BACTEREMIA¶
Definitions¶
- Primary bacteremia: bloodstream infection due to direct inoculation of the blood
- Central line associated bloodstream infection (CLABSI): bacteremia in which the same organism is growing from peripheral and catheter cultures (CID 2009;49:1)
- Secondary bacteremia: infection of another site (eg, UTI, pneumonia, colitis, etc.) spreading to blood
- Contaminant: bacteria growing in a blood culture that does not represent a true infection
Risk factors for bloodstream infections (JAMA 2012;308:502; CID;2020;71)¶
- Syndromes with high likelihood of bacteremia:
- Sepsis
- Endovascular infections: endocarditis, infection of pacemaker, vascular graft or IV catheter
- Vertebral osteomyelitis, epidural abscess, septic arthritis
- Risk factors: indwelling lines, IVDU, immunosupp. (neutropenic, transplant)
- Organisms
- More likely pathogenic: S. aureus, β-hemolytic strep, enterococci, GNR, S. pneumo, Neisseria, Candida
- Less likely pathogenic: coag-neg staph, diphtheroids, Cutibacterium
- Time to growth: <24 h → higher risk, >72 h → lower risk (except slow-growing, eg, HACEK)

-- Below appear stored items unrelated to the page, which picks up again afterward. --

//! Component registry.
//!
//! Maps the `implementation` key of a component entry to a factory that
//! turns the resolved [`ComponentSpec`] into a typed trait object. Every
//! factory runs once, at startup, in [`ComponentRegistry::build`].
//!
//! # Example
//!
//! ```rust
//! use mobility_harvester::registry::ComponentRegistry;
//! use mobility_harvester_core::component::Role;
//!
//! let registry = ComponentRegistry::with_builtins();
//! assert!(registry.find(Role::Harvester, "trajectory").is_some());
//! // registry.register(Role::Collector, "ftp", Box::new(|spec| ...));
//! ```

use anyhow::{bail, Context, Result};
use std::collections::BTreeMap;
use std::sync::Arc;

use mobility_harvester_core::component::{Component, Role};
use mobility_harvester_core::graph::ComponentGraph;

use crate::config::ComponentSpec;
use crate::pipeline::Pipeline;

/// Builds one component from its resolved declaration.
pub type Factory = Box<dyn Fn(&ComponentSpec) -> Result<Component> + Send + Sync>;

/// Registry of component factories, keyed by role and implementation name.
pub struct ComponentRegistry {
    factories: BTreeMap<(Role, String), Factory>,
}

impl ComponentRegistry {
    /// Create an empty registry.
    pub fn new() -> Self {
        Self {
            factories: BTreeMap::new(),
        }
    }

    /// Create a registry pre-loaded with the built-in implementations:
    /// the `http` collector, the `trajectory` and `concat` harvesters and
    /// the `range` and `trips` handlers.
    pub fn with_builtins() -> Self {
        use crate::collector_http::HttpCollector;
        use crate::handler_range::RangeHandler;
        use crate::handler_trips::TripsHandler;
        use crate::harvester_concat::ConcatHarvester;
        use crate::harvester_trajectory::TrajectoryHarvester;

        let mut registry = Self::new();
        registry.register(
            Role::Collector,
            "http",
            Box::new(|spec| Ok(Component::Collector(Arc::new(HttpCollector::from_spec(spec)?)))),
        );
        registry.register(
            Role::Harvester,
            "trajectory",
            Box::new(|spec| {
                Ok(Component::Harvester(Arc::new(
                    TrajectoryHarvester::from_spec(spec)?,
                )))
            }),
        );
        registry.register(
            Role::Harvester,
            "concat",
            Box::new(|spec| {
                Ok(Component::Harvester(Arc::new(
                    ConcatHarvester::from_spec(spec)?,
                )))
            }),
        );
        registry.register(
            Role::Handler,
            "range",
            Box::new(|spec| Ok(Component::Handler(Arc::new(RangeHandler::from_spec(spec)?)))),
        );
        registry.register(
            Role::Handler,
            "trips",
            Box::new(|spec| Ok(Component::Handler(Arc::new(TripsHandler::from_spec(spec)?)))),
        );
        registry
    }

    /// Register a factory. A later registration replaces an earlier one.
    pub fn register(&mut self, role: Role, implementation: &str, factory: Factory) {
        self.factories
            .insert((role, implementation.to_string()), factory);
    }

    /// Find the factory for an implementation.
    pub fn find(&self, role: Role, implementation: &str) -> Option<&Factory> {
        self.factories.get(&(role, implementation.to_string()))
    }

    /// Implementation names registered for a role, sorted.
    pub fn implementations(&self, role: Role) -> Vec<&str> {
        self.factories
            .keys()
            .filter(|(r, _)| *r == role)
            .map(|(_, name)| name.as_str())
            .collect()
    }

    /// Check if the registry is empty.
    pub fn is_empty(&self) -> bool {
        self.factories.is_empty()
    }

    /// Return the count of registered factories.
    pub fn len(&self) -> usize {
        self.factories.len()
    }

    /// Resolve the component graph and build every component.
    ///
    /// Fails on duplicate names, unknown references, unknown
    /// implementations, and factories that reject their settings.
    pub fn build(&self, specs: Vec<ComponentSpec>) -> Result<Pipeline> {
        let graph = ComponentGraph::build(specs.iter().map(ComponentSpec::node_decl))?;

        let mut components = Vec::with_capacity(specs.len());
        for spec in &specs {
            let factory = self.find(spec.role, &spec.implementation).with_context(|| {
                format!(
                    "Unknown {} implementation '{}' for '{}' (known: {})",
                    spec.role,
                    spec.implementation,
                    spec.name,
                    self.implementations(spec.role).join(", ")
                )
            })?;
            let component =
                factory(spec).with_context(|| format!("Failed to build '{}'", spec.name))?;
            if component.role() != spec.role {
                bail!(
                    "Implementation '{}' built a {} for {} '{}'",
                    spec.implementation,
                    component.role(),
                    spec.role,
                    spec.name
                );
            }
            components.push(component);
        }

        Ok(Pipeline::new(graph, specs, components))
    }
}

impl Default for ComponentRegistry {
    fn default() -> Self {
        Self::new()
    }
}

- Factors increasing likelihood of endocarditis: high-grade bacteremia w/o source, persisting after line removal or drainage of focal source, in hosts at risk for endocarditis or w/ organisms known to cause IE; emboli
Diagnosis¶
- ≥2 sets blood culture prior to antibiotics (set = aerobic + aneaerobic culture) at separate puncture sites
- If proven bacteremia, daily surveillance cultures until 48 hrs of ⊖ cultures. May not need for GNRs (ClD 2017;65:1776)
- Transthoracic echocardiography (TTE)/transesophageal echocardiography (TEE) if concern for endocarditis (see IE section)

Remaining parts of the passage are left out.